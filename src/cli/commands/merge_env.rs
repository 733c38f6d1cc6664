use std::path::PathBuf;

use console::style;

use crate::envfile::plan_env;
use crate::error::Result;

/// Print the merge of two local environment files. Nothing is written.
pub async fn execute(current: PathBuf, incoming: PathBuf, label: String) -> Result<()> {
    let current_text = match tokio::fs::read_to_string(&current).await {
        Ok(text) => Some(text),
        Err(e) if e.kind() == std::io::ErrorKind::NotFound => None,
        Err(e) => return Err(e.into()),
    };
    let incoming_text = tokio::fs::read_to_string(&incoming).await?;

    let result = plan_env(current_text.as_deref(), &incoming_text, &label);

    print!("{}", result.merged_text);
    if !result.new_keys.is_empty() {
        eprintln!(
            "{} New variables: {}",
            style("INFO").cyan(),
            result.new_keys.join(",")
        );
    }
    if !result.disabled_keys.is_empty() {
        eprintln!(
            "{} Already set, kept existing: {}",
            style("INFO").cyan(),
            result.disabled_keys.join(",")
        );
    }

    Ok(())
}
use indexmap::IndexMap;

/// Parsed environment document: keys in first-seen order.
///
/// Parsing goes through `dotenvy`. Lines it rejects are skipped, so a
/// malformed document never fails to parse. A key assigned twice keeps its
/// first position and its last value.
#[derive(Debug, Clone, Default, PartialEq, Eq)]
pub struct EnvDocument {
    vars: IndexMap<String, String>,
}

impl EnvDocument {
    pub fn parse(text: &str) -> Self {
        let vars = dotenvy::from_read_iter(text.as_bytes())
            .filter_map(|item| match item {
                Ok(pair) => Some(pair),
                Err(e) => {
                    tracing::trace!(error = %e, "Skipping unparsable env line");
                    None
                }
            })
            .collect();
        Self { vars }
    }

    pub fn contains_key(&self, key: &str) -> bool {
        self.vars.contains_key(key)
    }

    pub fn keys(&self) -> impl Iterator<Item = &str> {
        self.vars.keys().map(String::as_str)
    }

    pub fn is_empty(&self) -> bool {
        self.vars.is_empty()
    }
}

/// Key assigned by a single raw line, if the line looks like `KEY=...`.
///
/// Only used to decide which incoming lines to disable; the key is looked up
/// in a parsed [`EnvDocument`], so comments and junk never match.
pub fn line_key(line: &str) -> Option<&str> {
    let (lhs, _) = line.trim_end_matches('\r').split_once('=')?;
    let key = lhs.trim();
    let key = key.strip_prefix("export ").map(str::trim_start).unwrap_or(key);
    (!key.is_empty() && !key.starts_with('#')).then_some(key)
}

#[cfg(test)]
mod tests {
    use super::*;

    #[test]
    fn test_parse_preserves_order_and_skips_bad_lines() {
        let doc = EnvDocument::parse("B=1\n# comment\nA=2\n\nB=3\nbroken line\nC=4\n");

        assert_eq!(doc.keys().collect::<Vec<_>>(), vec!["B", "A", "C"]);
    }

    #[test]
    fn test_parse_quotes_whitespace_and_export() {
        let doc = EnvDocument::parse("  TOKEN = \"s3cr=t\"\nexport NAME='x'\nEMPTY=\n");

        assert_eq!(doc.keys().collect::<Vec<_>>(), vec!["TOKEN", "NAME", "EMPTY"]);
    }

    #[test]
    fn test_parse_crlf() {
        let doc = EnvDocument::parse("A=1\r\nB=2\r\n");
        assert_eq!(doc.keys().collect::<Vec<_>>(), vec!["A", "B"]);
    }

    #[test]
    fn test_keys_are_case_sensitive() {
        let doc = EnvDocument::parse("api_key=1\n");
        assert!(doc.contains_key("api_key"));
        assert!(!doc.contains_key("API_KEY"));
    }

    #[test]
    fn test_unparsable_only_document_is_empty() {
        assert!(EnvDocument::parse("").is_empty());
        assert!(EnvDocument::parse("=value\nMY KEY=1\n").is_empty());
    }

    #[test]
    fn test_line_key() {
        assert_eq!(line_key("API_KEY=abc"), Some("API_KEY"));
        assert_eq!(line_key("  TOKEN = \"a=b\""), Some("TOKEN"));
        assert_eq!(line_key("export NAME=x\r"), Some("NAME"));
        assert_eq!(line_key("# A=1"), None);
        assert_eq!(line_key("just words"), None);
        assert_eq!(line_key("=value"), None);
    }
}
----
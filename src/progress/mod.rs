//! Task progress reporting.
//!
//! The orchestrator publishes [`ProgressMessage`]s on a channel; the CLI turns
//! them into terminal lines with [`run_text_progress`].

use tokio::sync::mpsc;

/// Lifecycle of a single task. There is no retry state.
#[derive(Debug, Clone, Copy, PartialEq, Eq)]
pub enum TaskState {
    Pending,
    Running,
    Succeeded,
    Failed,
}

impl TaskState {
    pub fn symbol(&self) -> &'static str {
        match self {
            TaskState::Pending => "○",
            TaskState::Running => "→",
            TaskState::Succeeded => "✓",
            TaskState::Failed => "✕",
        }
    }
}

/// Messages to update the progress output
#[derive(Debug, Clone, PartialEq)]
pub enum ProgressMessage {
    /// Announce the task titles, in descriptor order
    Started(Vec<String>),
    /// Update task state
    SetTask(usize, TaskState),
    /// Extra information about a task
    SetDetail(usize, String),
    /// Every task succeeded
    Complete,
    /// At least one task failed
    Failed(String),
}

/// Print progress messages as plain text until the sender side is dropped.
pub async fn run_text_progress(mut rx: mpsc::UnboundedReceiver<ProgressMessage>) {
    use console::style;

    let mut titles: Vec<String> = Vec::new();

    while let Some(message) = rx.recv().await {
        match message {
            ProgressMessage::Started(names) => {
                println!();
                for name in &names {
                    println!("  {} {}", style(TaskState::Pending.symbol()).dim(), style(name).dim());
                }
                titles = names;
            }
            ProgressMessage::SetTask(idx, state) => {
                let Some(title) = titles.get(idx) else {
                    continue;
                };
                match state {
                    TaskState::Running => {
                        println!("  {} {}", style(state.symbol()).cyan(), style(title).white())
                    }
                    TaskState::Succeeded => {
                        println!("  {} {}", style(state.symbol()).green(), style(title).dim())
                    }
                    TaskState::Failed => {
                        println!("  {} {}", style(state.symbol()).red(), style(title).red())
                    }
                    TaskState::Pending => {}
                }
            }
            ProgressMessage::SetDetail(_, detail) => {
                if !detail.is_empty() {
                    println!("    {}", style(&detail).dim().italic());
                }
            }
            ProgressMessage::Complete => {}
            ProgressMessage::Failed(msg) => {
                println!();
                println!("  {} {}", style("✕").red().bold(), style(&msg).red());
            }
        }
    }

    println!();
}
----
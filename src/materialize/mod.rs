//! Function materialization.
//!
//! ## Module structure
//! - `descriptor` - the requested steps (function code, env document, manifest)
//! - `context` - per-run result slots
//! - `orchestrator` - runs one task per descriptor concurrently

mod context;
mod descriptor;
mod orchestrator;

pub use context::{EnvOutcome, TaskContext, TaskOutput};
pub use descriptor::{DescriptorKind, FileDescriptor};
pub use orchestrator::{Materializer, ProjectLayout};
----
● ACTIVITY
Working from the entries above, find every line in which the word "label" occurs and copy it.

● FINISHED TASK
pub async fn execute(current: PathBuf, incoming: PathBuf, label: String) -> Result<()> {
    let result = plan_env(current_text.as_deref(), &incoming_text, &label);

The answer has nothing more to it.